Ultimately, maybe you should view the profile as just a way to break the ice when meeting in person. Put in more details of what you do, and what you've come to appreciate and value through your experiences, and how that relates to where you are right now and what you're looking for. If you put too much pressure on yourself to make a "great" profile that will describe yourself perfectly and at the same time put you in a great light, there's a risk of becoming very artificial and impersonal. Even if you do pull it off, those who read it may have different expectations and impressions from what you had expected to achieve, and both you and the other person could be really disappointed when meeting for the first time.
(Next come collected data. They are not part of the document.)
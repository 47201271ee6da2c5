//! Pipeline configuration.
//!
//! One `PipelineConfig` is built at startup (defaults, optionally overridden
//! from a TOML file) and handed to every component at construction. Nothing
//! reads configuration from the environment.

use std::collections::BTreeMap;
use std::path::Path;

use chrono::NaiveDate;
use serde::{Deserialize, Serialize};

use crate::error::ConfigurationError;

/// Marketing-year start and mass conversion for one commodity.
#[derive(Debug, Clone, Copy, PartialEq, Serialize, Deserialize)]
pub struct CommodityCalendar {
    /// Month (1-12) on whose first day the marketing year begins.
    pub start_month: u32,
    /// Pounds per bushel (per hundredweight for sunflower).
    pub pounds_per_bushel: f64,
}

/// Numeric tolerances used by aggregation and verification.
#[derive(Debug, Clone, PartialEq, Serialize, Deserialize)]
#[serde(default)]
pub struct Tolerances {
    /// Relative tolerance for cross-layer total reconciliation (0.001 = 0.1%).
    pub reconciliation_rel: f64,
    /// Absolute tolerance for recomputed rolling statistics.
    pub rolling_abs: f64,
    /// Maximum share of malformed payloads / mistransformed rows.
    pub max_malformed_rate: f64,
    /// Maximum share of rows outside physically plausible ranges.
    pub max_range_violation_rate: f64,
    /// Minimum share of sampled certificates agreeing with the original source.
    pub min_source_agreement: f64,
}

impl Default for Tolerances {
    fn default() -> Self {
        Self {
            reconciliation_rel: 0.001,
            rolling_abs: 0.01,
            max_malformed_rate: 0.01,
            max_range_violation_rate: 0.01,
            min_source_agreement: 0.80,
        }
    }
}

/// Inclusive plausible range for one measured value.
#[derive(Debug, Clone, Copy, PartialEq, Serialize, Deserialize)]
pub struct ValueRange {
    pub min: f64,
    pub max: f64,
}

impl ValueRange {
    pub const fn new(min: f64, max: f64) -> Self {
        Self { min, max }
    }

    pub fn contains(&self, value: f64) -> bool {
        value.is_finite() && value >= self.min && value <= self.max
    }
}

/// Physically plausible bounds for silver-layer values.
#[derive(Debug, Clone, PartialEq, Serialize, Deserialize)]
#[serde(default)]
pub struct ValueRanges {
    /// Largest plausible single certificate, in pounds.
    pub max_certificate_pounds: f64,
    pub test_weight: ValueRange,
    pub moisture: ValueRange,
    pub protein: ValueRange,
    pub dockage: ValueRange,
    pub foreign_material: ValueRange,
    pub total_damage: ValueRange,
}

impl Default for ValueRanges {
    fn default() -> Self {
        Self {
            // A Panamax hold carries roughly 150 million pounds.
            max_certificate_pounds: 200_000_000.0,
            test_weight: ValueRange::new(20.0, 75.0),
            moisture: ValueRange::new(0.0, 40.0),
            protein: ValueRange::new(0.0, 30.0),
            dockage: ValueRange::new(0.0, 20.0),
            foreign_material: ValueRange::new(0.0, 20.0),
            total_damage: ValueRange::new(0.0, 100.0),
        }
    }
}

/// Settings for the verification suites.
#[derive(Debug, Clone, PartialEq, Serialize, Deserialize)]
#[serde(default)]
pub struct VerificationConfig {
    /// First week-ending date of the expected reporting calendar.
    /// `None` starts the calendar at the earliest observed week.
    pub calendar_start: Option<NaiveDate>,
    /// Bronze data older than `today - max_staleness_days` is stale.
    pub max_staleness_days: i64,
    /// Rows drawn per spot check.
    pub sample_size: usize,
    /// Seed for spot-check sampling, so repeated runs inspect the same rows.
    pub sample_seed: u64,
    /// Per-request timeout for original-source lookups.
    pub source_timeout_secs: u64,
    /// Gold views that must exist.
    pub required_views: Vec<String>,
    pub ranges: ValueRanges,
}

impl Default for VerificationConfig {
    fn default() -> Self {
        Self {
            calendar_start: None,
            max_staleness_days: 1,
            sample_size: 25,
            sample_seed: 42,
            source_timeout_secs: 10,
            required_views: crate::store::STANDARD_VIEWS
                .iter()
                .map(|v| v.to_string())
                .collect(),
            ranges: ValueRanges::default(),
        }
    }
}

/// Complete pipeline configuration.
#[derive(Debug, Clone, PartialEq, Serialize, Deserialize)]
#[serde(default)]
pub struct PipelineConfig {
    /// Calendar per commodity, keyed by upper-case commodity name.
    pub commodities: BTreeMap<String, CommodityCalendar>,
    /// Port name (upper-case) to port-region.
    pub port_regions: BTreeMap<String, String>,
    /// Case-insensitive substrings selecting commodities with class rollups.
    pub class_families: Vec<String>,
    /// Week-over-week change (percent, absolute) that raises an alert.
    pub alert_threshold_pct: f64,
    /// Days in the rolling window for daily series.
    pub rolling_window_days: u32,
    pub tolerances: Tolerances,
    pub verification: VerificationConfig,
}

impl Default for PipelineConfig {
    fn default() -> Self {
        Self::default_us()
    }
}

impl PipelineConfig {
    /// US grain export defaults.
    pub fn default_us() -> Self {
        let commodities = [
            ("WHEAT", 6, 60.0),
            ("BARLEY", 6, 48.0),
            ("OATS", 6, 32.0),
            ("RYE", 6, 56.0),
            ("RICE", 8, 45.0),
            ("CORN", 9, 56.0),
            ("SORGHUM", 9, 56.0),
            ("SOYBEANS", 9, 60.0),
            ("FLAXSEED", 9, 56.0),
            ("SUNFLOWER", 9, 100.0),
        ]
        .into_iter()
        .map(|(name, start_month, pounds_per_bushel)| {
            (
                name.to_string(),
                CommodityCalendar {
                    start_month,
                    pounds_per_bushel,
                },
            )
        })
        .collect();

        let port_regions = [
            ("NEW ORLEANS", "MISSISSIPPI RIVER"),
            ("BATON ROUGE", "MISSISSIPPI RIVER"),
            ("DESTREHAN", "MISSISSIPPI RIVER"),
            ("HOUSTON", "TEXAS GULF"),
            ("GALVESTON", "TEXAS GULF"),
            ("CORPUS CHRISTI", "TEXAS GULF"),
            ("BEAUMONT", "TEXAS GULF"),
            ("PORTLAND", "COLUMBIA RIVER"),
            ("KALAMA", "COLUMBIA RIVER"),
            ("LONGVIEW", "COLUMBIA RIVER"),
            ("VANCOUVER", "COLUMBIA RIVER"),
            ("SEATTLE", "PUGET SOUND"),
            ("TACOMA", "PUGET SOUND"),
            ("NORFOLK", "ATLANTIC"),
            ("BALTIMORE", "ATLANTIC"),
            ("PHILADELPHIA", "ATLANTIC"),
            ("DULUTH", "GREAT LAKES"),
            ("TOLEDO", "GREAT LAKES"),
            ("CHICAGO", "GREAT LAKES"),
        ]
        .into_iter()
        .map(|(port, region)| (port.to_string(), region.to_string()))
        .collect();

        Self {
            commodities,
            port_regions,
            class_families: vec!["wheat".to_string()],
            alert_threshold_pct: 25.0,
            rolling_window_days: 7,
            tolerances: Tolerances::default(),
            verification: VerificationConfig::default(),
        }
    }

    /// Load a configuration from a TOML file. Missing keys take defaults.
    pub fn from_file(path: &Path) -> Result<Self, ConfigurationError> {
        let content = std::fs::read_to_string(path).map_err(|e| {
            ConfigurationError::Invalid(format!("read {}: {e}", path.display()))
        })?;
        Self::from_toml(&content)
    }

    /// Parse a configuration from a TOML string.
    pub fn from_toml(content: &str) -> Result<Self, ConfigurationError> {
        let mut config: Self = toml::from_str(content)
            .map_err(|e| ConfigurationError::Invalid(format!("parse TOML: {e}")))?;
        config.normalize_keys();
        config.validate()?;
        Ok(config)
    }

    /// Serialize the configuration to TOML.
    pub fn to_toml(&self) -> Result<String, ConfigurationError> {
        toml::to_string_pretty(self)
            .map_err(|e| ConfigurationError::Invalid(format!("serialize TOML: {e}")))
    }

    /// Upper-case commodity and port keys so lookups are case-insensitive.
    fn normalize_keys(&mut self) {
        self.commodities = std::mem::take(&mut self.commodities)
            .into_iter()
            .map(|(k, v)| (normalize_key(&k), v))
            .collect();
        self.port_regions = std::mem::take(&mut self.port_regions)
            .into_iter()
            .map(|(k, v)| (normalize_key(&k), normalize_key(&v)))
            .collect();
    }

    /// Reject values no component could work with.
    ///
    /// Per-commodity calendar problems are deliberately NOT rejected here:
    /// the resolver reports them scoped to the offending commodity.
    pub fn validate(&self) -> Result<(), ConfigurationError> {
        if self.rolling_window_days == 0 {
            return Err(ConfigurationError::Invalid(
                "rolling_window_days must be at least 1".into(),
            ));
        }
        if !(self.alert_threshold_pct.is_finite() && self.alert_threshold_pct > 0.0) {
            return Err(ConfigurationError::Invalid(format!(
                "alert_threshold_pct must be positive, got {}",
                self.alert_threshold_pct
            )));
        }
        let t = &self.tolerances;
        for (name, value) in [
            ("reconciliation_rel", t.reconciliation_rel),
            ("rolling_abs", t.rolling_abs),
            ("max_malformed_rate", t.max_malformed_rate),
            ("max_range_violation_rate", t.max_range_violation_rate),
            ("min_source_agreement", t.min_source_agreement),
        ] {
            if !value.is_finite() || value < 0.0 {
                return Err(ConfigurationError::Invalid(format!(
                    "tolerance {name} must be a non-negative number, got {value}"
                )));
            }
        }
        if self.verification.max_staleness_days < 0 {
            return Err(ConfigurationError::Invalid(
                "max_staleness_days must not be negative".into(),
            ));
        }
        Ok(())
    }

    /// Port-region for a port, if the port is mapped.
    pub fn port_region(&self, port: &str) -> Option<&str> {
        self.port_regions
            .get(&normalize_key(port))
            .map(|s| s.as_str())
    }

    /// Whether a commodity belongs to a class-rollup family.
    pub fn in_class_family(&self, commodity: &str) -> bool {
        let lower = commodity.to_lowercase();
        self.class_families
            .iter()
            .any(|family| lower.contains(&family.to_lowercase()))
    }
}

/// Canonical form of commodity, port, country and region keys.
pub fn normalize_key(raw: &str) -> String {
    raw.trim().to_uppercase()
}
I think profiles should trigger curiosity and imagination, but shouldn't be so over constructed to the point it builds certain expectations and image, because those are usually met with disappointing realities.
posted by snufkin5 at 7:46 AM on April 18, 2012 [1 favorite]

Best answer: One sort of general thought:

It's easy to see dating profiles as a place where you have to really sell yourself and the idea of dating you. And to some extent, you do have to sell yourself -- or at least not sell yourself short.

But you don't have to sell the idea of dating and that's where some of the stuff in your profile is particularly cringe-inducing. Like the list item ' You. Well... maybe you. Hopefully you. Let's find out!' and 'Let's share our experiences and create some new shared ones.' They just sound so corny and forced. If someone is looking at your profile on OKCupid, they're already sold on the concept of dating, so they don't need that idea explained to them.

I do really like the 'what people notice about me first' section. (Though, again, I'd avoid the 'you can join me in reliving' in favor of something like 'If you want a laugh, ask me about...') It indicates that you travel, that you look young and that you have a sense of humour about it all.